▸ BRIEF
Beginning with the line below that contains "remote service) cannot" and ending with the line that contains "the kind alone.", copy every line exactly. Copy nothing else.

+ + +

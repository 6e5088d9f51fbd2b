//! Error types for Crosscast
//!
//! Publisher failures are always expressed as a [`PlatformError`], whose variant
//! determines the [`ErrorKind`] that retry policies and result consumers reason
//! about. Orchestrator-level failures (bad input, concurrent calls) are separate
//! [`CrosscastError`] variants and never end up inside a `PostResult`.

use serde::{Deserialize, Serialize};
use thiserror::Error;

pub use crate::service::progress::InvalidTransition;

pub type Result<T> = std::result::Result<T, CrosscastError>;

/// Result type returned by platform publishers
pub type PlatformResult<T> = std::result::Result<T, PlatformError>;

#[derive(Error, Debug)]
pub enum CrosscastError {
    #[error("Invalid input: {0}")]
    InvalidInput(String),

    #[error("A publish operation is already in progress")]
    AlreadyInProgress,

    #[error(transparent)]
    InvalidTransition(#[from] InvalidTransition),

    #[error("Platform error: {0}")]
    Platform(#[from] PlatformError),

    #[error("Configuration error: {0}")]
    Config(#[from] ConfigError),

    #[error("Credential error: {0}")]
    Credential(#[from] CredentialError),

    #[error("Account error: {0}")]
    Account(#[from] AccountError),
}

#[derive(Error, Debug)]
pub enum ConfigError {
    #[error("Failed to read config file: {0}")]
    ReadError(#[from] std::io::Error),

    #[error("Failed to parse config: {0}")]
    ParseError(#[from] toml::de::Error),

    #[error("Missing required field: {0}")]
    MissingField(String),

    #[error("Invalid value for {field}: {reason}")]
    InvalidValue { field: String, reason: String },
}

#[derive(Error, Debug)]
pub enum CredentialError {
    #[error("Credential not found: {0}")]
    NotFound(String),

    /// For [`CredentialStore`](crate::credentials::CredentialStore)
    /// implementations whose storage (keychain, file, remote service) cannot
    /// be reached. Unlike `NotFound`, it aborts credential loading.
    #[error("Credential backend unavailable: {0}")]
    Backend(String),
}

#[derive(Error, Debug)]
pub enum AccountError {
    #[error("Invalid account id: {0}")]
    InvalidId(String),

    #[error("Account '{0}' not found for platform '{1}'")]
    NotFound(String, String),

    #[error("Account '{account}' belongs to {actual}, not {expected}")]
    PlatformMismatch {
        account: String,
        expected: String,
        actual: String,
    },

    #[error("Account '{0}' is not active")]
    Inactive(String),
}

/// Closed vocabulary of publish failure kinds
///
/// Every publisher failure maps to exactly one kind. Retry eligibility and the
/// user-facing failure summary are derived from the kind alone.
#[derive(Debug, Clone, Copy, PartialEq, Eq, Hash, PartialOrd, Ord, Serialize, Deserialize)]
#[serde(rename_all = "snake_case")]
pub enum ErrorKind {
    Network,
    Authentication,
    RateLimit,
    ContentTooLong,
    PlatformUnavailable,
    InvalidCredentials,
    Server,
    Unknown,
}

impl ErrorKind {
    pub const ALL: [ErrorKind; 8] = [
        ErrorKind::Network,
        ErrorKind::Authentication,
        ErrorKind::RateLimit,
        ErrorKind::ContentTooLong,
        ErrorKind::PlatformUnavailable,
        ErrorKind::InvalidCredentials,
        ErrorKind::Server,
        ErrorKind::Unknown,
    ];

    /// Whether a failure of this kind may succeed if simply tried again.
    ///
    /// Retry policies can narrow this set but never widen it.
    pub fn is_transient(&self) -> bool {
        matches!(self, ErrorKind::Network | ErrorKind::Server | ErrorKind::RateLimit)
    }

    /// Classify an HTTP status code returned by a platform API
    pub fn from_http_status(status: u16) -> Self {
        match status {
            401 => ErrorKind::Authentication,
            403 => ErrorKind::InvalidCredentials,
            408 => ErrorKind::Network,
            413 | 422 => ErrorKind::ContentTooLong,
            429 => ErrorKind::RateLimit,
            502..=504 => ErrorKind::PlatformUnavailable,
            500..=599 => ErrorKind::Server,
            _ => ErrorKind::Unknown,
        }
    }

    /// Short label for failure summaries ("mastodon / alice: rate-limited")
    pub fn label(&self) -> &'static str {
        match self {
            ErrorKind::Network => "network error",
            ErrorKind::Authentication => "authentication failed",
            ErrorKind::RateLimit => "rate-limited",
            ErrorKind::ContentTooLong => "content too long",
            ErrorKind::PlatformUnavailable => "platform unavailable",
            ErrorKind::InvalidCredentials => "invalid credentials",
            ErrorKind::Server => "server error",
            ErrorKind::Unknown => "unknown error",
        }
    }
}

impl std::fmt::Display for ErrorKind {
    fn fmt(&self, f: &mut std::fmt::Formatter<'_>) -> std::fmt::Result {
        let name = match self {
            ErrorKind::Network => "network",
            ErrorKind::Authentication => "authentication",
            ErrorKind::RateLimit => "rate_limit",
            ErrorKind::ContentTooLong => "content_too_long",
            ErrorKind::PlatformUnavailable => "platform_unavailable",
            ErrorKind::InvalidCredentials => "invalid_credentials",
            ErrorKind::Server => "server",
            ErrorKind::Unknown => "unknown",
        };
        write!(f, "{}", name)
    }
}

impl std::str::FromStr for ErrorKind {
    type Err = ConfigError;

    fn from_str(s: &str) -> std::result::Result<Self, Self::Err> {
        let normalized = s.trim().to_lowercase().replace(['-', ' '], "_");
        ErrorKind::ALL
            .iter()
            .copied()
            .find(|kind| kind.to_string() == normalized || normalized == kind.to_string().replace('_', ""))
            .ok_or_else(|| ConfigError::InvalidValue {
                field: "error kind".to_string(),
                reason: format!("unknown error kind '{}'", s),
            })
    }
}

/// A failure reported by a platform publisher
#[derive(Error, Debug, Clone, PartialEq, Eq)]
pub enum PlatformError {
    #[error("Network error: {0}")]
    Network(String),

    #[error("Authentication failed: {0}")]
    Authentication(String),

    #[error("Rate limit exceeded: {0}")]
    RateLimit(String),

    #[error("Content too long: {0}")]
    ContentTooLong(String),

    #[error("Platform unavailable: {0}")]
    PlatformUnavailable(String),

    #[error("Invalid credentials: {0}")]
    InvalidCredentials(String),

    #[error("Server error: {0}")]
    Server(String),

    #[error("{0}")]
    Unknown(String),
}

impl PlatformError {
    /// Build an error of the given kind
    pub fn new(kind: ErrorKind, message: impl Into<String>) -> Self {
        let message = message.into();
        match kind {
            ErrorKind::Network => PlatformError::Network(message),
            ErrorKind::Authentication => PlatformError::Authentication(message),
            ErrorKind::RateLimit => PlatformError::RateLimit(message),
            ErrorKind::ContentTooLong => PlatformError::ContentTooLong(message),
            ErrorKind::PlatformUnavailable => PlatformError::PlatformUnavailable(message),
            ErrorKind::InvalidCredentials => PlatformError::InvalidCredentials(message),
            ErrorKind::Server => PlatformError::Server(message),
            ErrorKind::Unknown => PlatformError::Unknown(message),
        }
    }

    pub fn kind(&self) -> ErrorKind {
        match self {
            PlatformError::Network(_) => ErrorKind::Network,
            PlatformError::Authentication(_) => ErrorKind::Authentication,
            PlatformError::RateLimit(_) => ErrorKind::RateLimit,
            PlatformError::ContentTooLong(_) => ErrorKind::ContentTooLong,
            PlatformError::PlatformUnavailable(_) => ErrorKind::PlatformUnavailable,
            PlatformError::InvalidCredentials(_) => ErrorKind::InvalidCredentials,
            PlatformError::Server(_) => ErrorKind::Server,
            PlatformError::Unknown(_) => ErrorKind::Unknown,
        }
    }

    /// The message without the kind prefix
    pub fn message(&self) -> &str {
        match self {
            PlatformError::Network(m)
            | PlatformError::Authentication(m)
            | PlatformError::RateLimit(m)
            | PlatformError::ContentTooLong(m)
            | PlatformError::PlatformUnavailable(m)
            | PlatformError::InvalidCredentials(m)
            | PlatformError::Server(m)
            | PlatformError::Unknown(m) => m,
        }
    }
}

+ + +

▸ TASK SOLUTION
    /// implementations whose storage (keychain, file, remote service) cannot
    /// be reached. Unlike `NotFound`, it aborts credential loading.
    #[error("Credential backend unavailable: {0}")]
    Backend(String),
}

#[derive(Error, Debug)]
pub enum AccountError {
    #[error("Invalid account id: {0}")]
    InvalidId(String),

    #[error("Account '{0}' not found for platform '{1}'")]
    NotFound(String, String),

    #[error("Account '{account}' belongs to {actual}, not {expected}")]
    PlatformMismatch {
        account: String,
        expected: String,
        actual: String,
    },

    #[error("Account '{0}' is not active")]
    Inactive(String),
}

/// Closed vocabulary of publish failure kinds
///
/// Every publisher failure maps to exactly one kind. Retry eligibility and the
/// user-facing failure summary are derived from the kind alone.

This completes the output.